__Data to use__:
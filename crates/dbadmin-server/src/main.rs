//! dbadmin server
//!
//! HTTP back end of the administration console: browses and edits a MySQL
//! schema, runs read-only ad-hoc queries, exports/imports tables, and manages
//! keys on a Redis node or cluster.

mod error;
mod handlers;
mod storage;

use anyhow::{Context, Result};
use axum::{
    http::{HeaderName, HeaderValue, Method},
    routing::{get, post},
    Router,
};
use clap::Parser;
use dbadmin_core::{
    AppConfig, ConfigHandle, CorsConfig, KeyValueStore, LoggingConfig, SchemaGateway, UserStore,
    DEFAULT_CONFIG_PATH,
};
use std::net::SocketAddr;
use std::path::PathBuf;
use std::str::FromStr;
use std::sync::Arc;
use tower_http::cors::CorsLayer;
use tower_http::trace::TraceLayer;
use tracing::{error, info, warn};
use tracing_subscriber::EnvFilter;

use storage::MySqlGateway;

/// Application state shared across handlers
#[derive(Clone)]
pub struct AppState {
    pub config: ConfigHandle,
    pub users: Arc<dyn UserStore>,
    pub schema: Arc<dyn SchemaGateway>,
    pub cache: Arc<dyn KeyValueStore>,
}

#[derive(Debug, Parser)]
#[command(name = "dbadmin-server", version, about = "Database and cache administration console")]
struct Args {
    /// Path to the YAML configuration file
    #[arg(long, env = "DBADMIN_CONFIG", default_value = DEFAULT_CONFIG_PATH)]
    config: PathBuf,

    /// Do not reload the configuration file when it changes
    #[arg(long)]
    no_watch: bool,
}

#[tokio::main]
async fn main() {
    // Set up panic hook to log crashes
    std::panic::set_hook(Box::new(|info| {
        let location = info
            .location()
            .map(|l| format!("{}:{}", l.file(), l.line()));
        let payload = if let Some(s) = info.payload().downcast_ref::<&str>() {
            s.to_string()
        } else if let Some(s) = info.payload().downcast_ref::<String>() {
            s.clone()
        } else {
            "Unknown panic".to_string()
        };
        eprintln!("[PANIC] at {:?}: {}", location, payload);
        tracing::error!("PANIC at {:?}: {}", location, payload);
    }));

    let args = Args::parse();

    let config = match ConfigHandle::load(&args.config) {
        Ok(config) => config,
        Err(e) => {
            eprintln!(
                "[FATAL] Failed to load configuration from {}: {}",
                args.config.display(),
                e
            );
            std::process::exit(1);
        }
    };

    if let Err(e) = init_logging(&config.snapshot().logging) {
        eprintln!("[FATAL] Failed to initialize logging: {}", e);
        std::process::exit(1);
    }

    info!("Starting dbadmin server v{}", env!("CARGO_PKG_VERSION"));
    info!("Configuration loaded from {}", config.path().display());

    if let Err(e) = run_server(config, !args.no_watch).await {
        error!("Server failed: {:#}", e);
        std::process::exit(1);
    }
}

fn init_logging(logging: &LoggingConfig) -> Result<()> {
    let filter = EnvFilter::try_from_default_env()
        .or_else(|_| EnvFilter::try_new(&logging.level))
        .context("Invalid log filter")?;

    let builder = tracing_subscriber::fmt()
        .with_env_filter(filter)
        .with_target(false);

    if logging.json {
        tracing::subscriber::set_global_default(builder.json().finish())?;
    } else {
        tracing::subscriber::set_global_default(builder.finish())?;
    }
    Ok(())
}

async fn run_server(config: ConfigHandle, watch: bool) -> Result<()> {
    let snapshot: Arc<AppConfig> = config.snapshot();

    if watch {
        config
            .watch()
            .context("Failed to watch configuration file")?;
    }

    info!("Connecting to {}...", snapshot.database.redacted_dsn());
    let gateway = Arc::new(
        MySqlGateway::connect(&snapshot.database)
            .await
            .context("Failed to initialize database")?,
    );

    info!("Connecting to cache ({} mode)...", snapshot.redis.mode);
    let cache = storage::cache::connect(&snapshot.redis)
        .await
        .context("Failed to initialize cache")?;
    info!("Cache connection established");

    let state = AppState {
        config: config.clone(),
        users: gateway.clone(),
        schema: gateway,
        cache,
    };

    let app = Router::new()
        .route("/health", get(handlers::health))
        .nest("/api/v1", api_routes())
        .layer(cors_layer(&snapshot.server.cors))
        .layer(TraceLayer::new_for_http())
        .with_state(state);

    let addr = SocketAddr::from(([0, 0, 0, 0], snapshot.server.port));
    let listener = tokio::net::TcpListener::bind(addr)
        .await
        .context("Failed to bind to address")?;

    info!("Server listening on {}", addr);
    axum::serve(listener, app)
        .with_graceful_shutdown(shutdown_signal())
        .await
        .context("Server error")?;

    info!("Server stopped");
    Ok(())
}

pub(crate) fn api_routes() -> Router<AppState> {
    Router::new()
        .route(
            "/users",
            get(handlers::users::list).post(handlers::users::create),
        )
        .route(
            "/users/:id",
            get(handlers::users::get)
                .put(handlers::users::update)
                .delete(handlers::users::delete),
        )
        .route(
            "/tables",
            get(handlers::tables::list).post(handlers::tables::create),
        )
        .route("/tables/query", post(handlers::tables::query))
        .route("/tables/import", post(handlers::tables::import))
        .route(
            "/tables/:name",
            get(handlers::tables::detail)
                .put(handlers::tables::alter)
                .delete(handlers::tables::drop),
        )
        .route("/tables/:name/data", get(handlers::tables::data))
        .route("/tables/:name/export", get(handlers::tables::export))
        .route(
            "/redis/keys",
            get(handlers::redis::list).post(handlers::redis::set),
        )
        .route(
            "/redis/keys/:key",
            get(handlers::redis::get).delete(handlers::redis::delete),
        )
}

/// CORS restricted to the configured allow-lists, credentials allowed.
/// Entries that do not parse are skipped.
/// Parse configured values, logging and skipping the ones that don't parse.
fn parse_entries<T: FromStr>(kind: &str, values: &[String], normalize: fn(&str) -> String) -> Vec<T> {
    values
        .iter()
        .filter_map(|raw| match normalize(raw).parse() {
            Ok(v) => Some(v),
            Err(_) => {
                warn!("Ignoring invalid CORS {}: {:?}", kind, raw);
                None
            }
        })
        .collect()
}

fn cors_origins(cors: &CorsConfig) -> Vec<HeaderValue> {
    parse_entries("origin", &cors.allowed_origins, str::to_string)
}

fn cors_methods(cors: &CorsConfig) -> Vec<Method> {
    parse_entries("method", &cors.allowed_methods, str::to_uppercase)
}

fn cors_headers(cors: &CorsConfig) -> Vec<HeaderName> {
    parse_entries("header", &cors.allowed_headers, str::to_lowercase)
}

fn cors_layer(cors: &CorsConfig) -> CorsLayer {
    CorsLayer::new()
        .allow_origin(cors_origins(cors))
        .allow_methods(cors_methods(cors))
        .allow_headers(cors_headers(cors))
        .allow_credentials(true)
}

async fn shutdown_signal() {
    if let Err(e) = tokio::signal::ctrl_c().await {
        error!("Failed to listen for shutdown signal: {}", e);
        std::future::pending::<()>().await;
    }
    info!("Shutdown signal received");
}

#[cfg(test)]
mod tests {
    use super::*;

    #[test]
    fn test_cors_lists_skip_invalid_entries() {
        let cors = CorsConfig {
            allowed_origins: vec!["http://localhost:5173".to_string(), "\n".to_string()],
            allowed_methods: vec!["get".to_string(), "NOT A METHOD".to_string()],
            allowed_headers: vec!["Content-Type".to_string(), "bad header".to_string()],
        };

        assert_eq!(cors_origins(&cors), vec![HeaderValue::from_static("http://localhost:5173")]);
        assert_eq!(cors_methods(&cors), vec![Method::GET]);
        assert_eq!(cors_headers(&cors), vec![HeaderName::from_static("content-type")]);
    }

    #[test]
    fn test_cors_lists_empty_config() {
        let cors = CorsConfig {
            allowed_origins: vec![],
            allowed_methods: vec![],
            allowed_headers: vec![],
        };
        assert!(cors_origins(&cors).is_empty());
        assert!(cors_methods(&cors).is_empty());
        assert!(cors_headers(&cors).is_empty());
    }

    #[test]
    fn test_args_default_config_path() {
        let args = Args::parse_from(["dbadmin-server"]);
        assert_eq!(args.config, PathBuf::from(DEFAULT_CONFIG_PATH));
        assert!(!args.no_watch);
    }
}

--

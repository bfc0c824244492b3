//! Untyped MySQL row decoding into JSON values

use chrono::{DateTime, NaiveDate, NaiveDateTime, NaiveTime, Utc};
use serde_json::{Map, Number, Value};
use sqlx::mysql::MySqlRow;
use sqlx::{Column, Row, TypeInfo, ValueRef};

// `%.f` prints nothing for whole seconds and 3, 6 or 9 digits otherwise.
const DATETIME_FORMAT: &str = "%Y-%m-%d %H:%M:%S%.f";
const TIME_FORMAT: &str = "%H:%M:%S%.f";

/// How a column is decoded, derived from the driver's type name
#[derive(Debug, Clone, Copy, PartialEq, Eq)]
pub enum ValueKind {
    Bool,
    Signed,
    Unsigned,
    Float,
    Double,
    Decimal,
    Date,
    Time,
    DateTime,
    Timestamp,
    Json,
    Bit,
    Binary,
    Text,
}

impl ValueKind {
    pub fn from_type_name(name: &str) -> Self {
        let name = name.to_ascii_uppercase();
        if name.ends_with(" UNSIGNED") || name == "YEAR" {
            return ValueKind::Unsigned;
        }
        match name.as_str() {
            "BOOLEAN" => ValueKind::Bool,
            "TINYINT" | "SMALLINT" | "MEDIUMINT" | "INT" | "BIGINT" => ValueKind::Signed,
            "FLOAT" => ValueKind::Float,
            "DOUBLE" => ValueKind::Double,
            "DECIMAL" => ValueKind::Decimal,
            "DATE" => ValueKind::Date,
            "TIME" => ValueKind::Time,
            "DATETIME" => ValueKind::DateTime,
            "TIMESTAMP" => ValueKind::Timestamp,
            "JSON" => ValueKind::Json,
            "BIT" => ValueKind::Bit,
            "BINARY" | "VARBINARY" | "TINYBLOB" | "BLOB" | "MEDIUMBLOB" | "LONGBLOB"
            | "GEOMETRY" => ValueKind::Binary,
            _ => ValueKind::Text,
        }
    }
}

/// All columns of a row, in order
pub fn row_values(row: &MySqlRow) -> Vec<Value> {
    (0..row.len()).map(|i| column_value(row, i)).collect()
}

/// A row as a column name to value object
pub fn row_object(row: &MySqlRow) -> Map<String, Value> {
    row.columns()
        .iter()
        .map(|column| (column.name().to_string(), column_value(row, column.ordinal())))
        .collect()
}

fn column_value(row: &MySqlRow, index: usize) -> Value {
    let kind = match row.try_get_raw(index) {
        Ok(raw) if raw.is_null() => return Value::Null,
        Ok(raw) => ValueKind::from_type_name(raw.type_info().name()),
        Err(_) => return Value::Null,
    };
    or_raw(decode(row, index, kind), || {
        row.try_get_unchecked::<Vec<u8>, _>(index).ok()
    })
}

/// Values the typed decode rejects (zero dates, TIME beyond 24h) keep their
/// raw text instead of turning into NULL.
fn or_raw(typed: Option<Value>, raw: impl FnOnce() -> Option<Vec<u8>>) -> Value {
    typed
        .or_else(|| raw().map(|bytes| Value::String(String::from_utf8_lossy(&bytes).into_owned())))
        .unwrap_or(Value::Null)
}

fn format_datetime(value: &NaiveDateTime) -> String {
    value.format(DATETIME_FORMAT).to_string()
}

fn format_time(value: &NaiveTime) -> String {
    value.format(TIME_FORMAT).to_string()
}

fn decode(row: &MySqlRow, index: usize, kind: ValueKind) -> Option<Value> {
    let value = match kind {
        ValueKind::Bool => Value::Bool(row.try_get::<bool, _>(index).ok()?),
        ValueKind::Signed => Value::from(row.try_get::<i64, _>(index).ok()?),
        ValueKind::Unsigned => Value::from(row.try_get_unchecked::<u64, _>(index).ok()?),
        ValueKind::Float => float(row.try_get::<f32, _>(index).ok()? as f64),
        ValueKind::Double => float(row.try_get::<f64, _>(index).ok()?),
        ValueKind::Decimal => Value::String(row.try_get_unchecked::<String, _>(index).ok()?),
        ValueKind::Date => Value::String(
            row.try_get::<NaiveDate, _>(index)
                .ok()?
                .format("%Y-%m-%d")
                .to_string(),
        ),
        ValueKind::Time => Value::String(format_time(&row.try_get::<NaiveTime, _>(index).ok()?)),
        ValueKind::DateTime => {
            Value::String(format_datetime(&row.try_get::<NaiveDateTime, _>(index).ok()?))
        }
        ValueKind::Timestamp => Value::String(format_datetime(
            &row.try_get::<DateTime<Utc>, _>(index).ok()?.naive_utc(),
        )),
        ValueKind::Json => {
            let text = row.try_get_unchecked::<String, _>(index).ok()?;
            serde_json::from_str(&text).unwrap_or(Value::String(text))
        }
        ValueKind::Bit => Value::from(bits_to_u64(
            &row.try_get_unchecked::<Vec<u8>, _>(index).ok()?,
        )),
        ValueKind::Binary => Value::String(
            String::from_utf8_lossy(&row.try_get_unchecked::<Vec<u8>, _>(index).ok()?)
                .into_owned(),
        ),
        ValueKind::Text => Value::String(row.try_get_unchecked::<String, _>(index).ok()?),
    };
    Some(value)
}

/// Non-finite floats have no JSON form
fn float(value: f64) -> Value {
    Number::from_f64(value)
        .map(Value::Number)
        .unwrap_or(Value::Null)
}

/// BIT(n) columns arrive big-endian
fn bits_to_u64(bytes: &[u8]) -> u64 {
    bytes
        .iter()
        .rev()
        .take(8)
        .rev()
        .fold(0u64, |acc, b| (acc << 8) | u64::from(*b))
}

__Your task__:
Keeping every character as it is, restate the lines above that run from the line with "filename crates/dbadmin-server/src/main.rs" through the line with "use tracing_subscriber::EnvFilter;", both included, and nothing else.

__Exercise result__:
filename crates/dbadmin-server/src/main.rs
//! dbadmin server
//!
//! HTTP back end of the administration console: browses and edits a MySQL
//! schema, runs read-only ad-hoc queries, exports/imports tables, and manages
//! keys on a Redis node or cluster.

mod error;
mod handlers;
mod storage;

use anyhow::{Context, Result};
use axum::{
    http::{HeaderName, HeaderValue, Method},
    routing::{get, post},
    Router,
};
use clap::Parser;
use dbadmin_core::{
    AppConfig, ConfigHandle, CorsConfig, KeyValueStore, LoggingConfig, SchemaGateway, UserStore,
    DEFAULT_CONFIG_PATH,
};
use std::net::SocketAddr;
use std::path::PathBuf;
use std::str::FromStr;
use std::sync::Arc;
use tower_http::cors::CorsLayer;
use tower_http::trace::TraceLayer;
use tracing::{error, info, warn};
use tracing_subscriber::EnvFilter;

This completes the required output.